Task directions:
What is the number of lines in these entries that include "EventEmitter"? Write that number and no other text.

____ Data for processing

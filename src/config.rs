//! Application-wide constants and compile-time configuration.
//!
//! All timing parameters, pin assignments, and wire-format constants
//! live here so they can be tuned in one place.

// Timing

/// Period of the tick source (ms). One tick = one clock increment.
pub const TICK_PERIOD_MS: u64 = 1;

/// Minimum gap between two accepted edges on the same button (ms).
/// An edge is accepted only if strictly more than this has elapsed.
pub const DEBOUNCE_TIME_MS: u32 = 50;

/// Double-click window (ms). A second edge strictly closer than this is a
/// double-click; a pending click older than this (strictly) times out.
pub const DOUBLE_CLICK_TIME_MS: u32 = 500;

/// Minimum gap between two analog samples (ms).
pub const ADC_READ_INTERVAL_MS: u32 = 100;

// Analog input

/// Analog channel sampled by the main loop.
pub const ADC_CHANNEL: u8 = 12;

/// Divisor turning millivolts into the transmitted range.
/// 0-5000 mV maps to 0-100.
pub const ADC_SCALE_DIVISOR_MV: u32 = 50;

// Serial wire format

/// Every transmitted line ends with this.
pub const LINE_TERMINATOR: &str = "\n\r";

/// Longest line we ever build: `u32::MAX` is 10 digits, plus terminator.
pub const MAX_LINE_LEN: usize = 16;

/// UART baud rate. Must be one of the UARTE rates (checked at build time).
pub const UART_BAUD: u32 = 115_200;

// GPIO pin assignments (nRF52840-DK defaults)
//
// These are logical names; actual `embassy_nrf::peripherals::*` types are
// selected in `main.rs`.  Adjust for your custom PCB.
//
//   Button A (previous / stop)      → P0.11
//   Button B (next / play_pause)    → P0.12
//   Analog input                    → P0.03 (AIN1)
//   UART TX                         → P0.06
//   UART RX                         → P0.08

________
____ Data for processing

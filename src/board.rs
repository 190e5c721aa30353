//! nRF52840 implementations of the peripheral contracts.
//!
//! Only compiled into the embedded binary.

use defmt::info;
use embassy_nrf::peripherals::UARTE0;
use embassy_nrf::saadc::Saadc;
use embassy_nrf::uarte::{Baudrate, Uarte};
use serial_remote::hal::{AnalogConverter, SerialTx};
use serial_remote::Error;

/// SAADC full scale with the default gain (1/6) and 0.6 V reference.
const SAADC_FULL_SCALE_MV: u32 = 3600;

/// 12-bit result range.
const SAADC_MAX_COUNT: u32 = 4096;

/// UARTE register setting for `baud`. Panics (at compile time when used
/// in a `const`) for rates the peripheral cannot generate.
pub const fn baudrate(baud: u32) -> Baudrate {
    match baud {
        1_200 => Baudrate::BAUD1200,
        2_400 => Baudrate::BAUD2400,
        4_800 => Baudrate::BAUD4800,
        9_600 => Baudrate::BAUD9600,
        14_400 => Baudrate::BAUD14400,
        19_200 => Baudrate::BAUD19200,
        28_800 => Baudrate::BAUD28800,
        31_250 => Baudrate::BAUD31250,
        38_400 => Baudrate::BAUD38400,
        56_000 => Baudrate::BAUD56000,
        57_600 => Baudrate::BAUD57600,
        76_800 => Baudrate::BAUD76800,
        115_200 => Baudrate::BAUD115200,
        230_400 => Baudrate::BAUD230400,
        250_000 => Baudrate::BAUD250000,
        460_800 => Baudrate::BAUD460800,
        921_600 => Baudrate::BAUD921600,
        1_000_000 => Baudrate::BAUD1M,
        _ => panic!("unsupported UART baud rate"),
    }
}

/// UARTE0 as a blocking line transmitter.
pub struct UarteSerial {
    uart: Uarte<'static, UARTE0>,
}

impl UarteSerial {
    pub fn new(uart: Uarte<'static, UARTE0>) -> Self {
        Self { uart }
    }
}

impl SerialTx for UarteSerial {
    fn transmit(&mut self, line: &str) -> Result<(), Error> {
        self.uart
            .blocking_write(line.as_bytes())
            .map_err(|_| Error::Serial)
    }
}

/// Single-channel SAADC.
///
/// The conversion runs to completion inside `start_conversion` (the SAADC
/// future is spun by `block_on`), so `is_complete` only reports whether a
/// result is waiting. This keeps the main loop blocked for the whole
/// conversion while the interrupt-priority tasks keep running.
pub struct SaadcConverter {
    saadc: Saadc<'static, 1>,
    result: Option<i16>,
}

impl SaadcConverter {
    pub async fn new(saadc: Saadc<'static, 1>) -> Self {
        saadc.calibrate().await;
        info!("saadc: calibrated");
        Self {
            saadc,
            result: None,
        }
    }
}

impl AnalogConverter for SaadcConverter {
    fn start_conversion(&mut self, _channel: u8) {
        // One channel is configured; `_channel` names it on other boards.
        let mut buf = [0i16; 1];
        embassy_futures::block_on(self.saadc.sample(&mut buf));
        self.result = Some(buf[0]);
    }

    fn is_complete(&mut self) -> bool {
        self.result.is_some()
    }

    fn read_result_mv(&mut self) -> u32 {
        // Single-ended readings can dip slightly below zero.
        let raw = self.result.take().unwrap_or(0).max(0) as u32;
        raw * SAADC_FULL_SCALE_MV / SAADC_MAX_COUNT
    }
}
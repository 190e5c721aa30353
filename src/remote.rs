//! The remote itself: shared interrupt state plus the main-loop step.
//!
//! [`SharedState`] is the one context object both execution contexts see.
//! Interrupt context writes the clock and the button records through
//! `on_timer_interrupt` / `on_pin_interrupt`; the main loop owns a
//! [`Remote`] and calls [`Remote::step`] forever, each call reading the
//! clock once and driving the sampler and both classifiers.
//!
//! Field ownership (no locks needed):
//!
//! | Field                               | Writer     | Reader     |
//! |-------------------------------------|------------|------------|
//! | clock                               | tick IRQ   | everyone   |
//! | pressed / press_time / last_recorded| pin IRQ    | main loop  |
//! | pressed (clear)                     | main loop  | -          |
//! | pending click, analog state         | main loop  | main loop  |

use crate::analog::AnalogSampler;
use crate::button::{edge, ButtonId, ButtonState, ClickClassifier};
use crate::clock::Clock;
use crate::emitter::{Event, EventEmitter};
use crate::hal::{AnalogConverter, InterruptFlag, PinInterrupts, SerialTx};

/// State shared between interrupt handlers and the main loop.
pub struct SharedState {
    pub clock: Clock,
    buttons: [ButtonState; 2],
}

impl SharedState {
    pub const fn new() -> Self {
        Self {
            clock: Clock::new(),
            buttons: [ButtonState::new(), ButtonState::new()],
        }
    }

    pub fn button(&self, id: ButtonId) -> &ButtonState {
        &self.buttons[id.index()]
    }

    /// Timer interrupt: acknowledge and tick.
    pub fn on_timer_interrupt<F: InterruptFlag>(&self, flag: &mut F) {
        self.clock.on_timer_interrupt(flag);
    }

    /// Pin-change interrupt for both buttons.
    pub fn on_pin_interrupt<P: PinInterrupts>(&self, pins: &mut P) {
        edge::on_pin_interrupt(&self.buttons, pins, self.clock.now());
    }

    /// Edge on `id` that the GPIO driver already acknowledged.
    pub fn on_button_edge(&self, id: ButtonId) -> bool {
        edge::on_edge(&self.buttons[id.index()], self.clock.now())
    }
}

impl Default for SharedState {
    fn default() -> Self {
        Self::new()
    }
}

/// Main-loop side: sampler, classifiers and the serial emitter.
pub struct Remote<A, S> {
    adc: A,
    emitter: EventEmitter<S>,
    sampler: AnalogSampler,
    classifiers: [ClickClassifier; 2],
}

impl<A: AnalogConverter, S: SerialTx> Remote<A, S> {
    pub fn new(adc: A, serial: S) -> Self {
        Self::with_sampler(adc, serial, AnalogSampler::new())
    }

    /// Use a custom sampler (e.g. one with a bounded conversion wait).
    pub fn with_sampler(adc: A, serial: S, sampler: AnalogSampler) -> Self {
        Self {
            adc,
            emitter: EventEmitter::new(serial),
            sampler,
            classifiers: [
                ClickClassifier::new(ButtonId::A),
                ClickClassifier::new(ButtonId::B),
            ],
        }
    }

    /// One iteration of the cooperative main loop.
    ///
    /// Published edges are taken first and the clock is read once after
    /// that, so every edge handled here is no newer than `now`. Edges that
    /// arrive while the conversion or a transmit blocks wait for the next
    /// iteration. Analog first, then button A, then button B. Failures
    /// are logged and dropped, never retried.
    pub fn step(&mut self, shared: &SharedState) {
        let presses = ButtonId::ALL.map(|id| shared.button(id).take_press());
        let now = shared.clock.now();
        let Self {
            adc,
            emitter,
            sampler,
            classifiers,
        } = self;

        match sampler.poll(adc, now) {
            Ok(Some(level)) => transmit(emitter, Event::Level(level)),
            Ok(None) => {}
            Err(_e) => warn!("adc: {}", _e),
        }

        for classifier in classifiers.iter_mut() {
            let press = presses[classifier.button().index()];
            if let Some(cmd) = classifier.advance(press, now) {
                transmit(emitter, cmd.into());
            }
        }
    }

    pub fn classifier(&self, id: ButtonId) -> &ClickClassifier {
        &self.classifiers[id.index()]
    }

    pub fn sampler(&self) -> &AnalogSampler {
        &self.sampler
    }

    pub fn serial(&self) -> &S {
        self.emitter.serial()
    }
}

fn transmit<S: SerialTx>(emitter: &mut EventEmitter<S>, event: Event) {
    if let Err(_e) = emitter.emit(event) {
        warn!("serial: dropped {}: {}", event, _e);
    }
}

________
____ Data for processing

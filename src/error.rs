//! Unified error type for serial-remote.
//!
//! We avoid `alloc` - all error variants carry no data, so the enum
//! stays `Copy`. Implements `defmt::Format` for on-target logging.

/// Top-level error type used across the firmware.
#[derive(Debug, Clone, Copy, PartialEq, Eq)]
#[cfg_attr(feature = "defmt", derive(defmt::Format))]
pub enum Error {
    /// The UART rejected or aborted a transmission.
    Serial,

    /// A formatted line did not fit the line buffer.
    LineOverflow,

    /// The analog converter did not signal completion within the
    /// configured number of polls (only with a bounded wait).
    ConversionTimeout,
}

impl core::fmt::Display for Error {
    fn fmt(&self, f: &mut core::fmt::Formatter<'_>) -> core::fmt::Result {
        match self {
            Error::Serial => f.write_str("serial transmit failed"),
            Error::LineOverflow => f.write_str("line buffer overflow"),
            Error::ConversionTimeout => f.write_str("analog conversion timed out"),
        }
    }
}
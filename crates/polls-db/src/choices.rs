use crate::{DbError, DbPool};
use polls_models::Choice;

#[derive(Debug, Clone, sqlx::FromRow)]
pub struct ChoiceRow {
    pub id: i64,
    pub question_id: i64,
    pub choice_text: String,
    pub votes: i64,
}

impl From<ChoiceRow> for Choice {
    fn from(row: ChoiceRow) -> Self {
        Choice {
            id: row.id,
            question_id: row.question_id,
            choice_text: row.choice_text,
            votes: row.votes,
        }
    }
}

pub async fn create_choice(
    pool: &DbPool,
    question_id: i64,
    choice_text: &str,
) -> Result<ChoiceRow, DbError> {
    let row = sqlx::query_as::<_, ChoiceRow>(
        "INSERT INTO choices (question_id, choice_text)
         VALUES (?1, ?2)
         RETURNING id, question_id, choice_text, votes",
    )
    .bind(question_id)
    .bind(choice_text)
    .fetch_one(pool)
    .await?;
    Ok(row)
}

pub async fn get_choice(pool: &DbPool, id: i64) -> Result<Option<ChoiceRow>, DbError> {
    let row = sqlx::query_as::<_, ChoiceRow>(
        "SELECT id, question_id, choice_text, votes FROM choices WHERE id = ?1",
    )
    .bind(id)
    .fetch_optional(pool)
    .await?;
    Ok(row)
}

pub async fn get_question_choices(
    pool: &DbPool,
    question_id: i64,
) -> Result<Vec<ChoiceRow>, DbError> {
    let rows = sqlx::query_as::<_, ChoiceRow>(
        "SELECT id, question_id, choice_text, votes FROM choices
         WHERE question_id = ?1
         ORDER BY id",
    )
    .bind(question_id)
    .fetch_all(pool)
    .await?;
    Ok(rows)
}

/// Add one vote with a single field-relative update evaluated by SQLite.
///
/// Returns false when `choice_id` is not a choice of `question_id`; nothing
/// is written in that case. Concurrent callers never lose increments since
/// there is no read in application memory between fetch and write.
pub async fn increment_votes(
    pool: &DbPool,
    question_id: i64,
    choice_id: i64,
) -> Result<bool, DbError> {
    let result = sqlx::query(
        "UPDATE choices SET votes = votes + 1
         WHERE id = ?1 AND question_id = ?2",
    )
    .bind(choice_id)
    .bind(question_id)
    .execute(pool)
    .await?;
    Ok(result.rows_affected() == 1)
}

________

Exercise answer:
4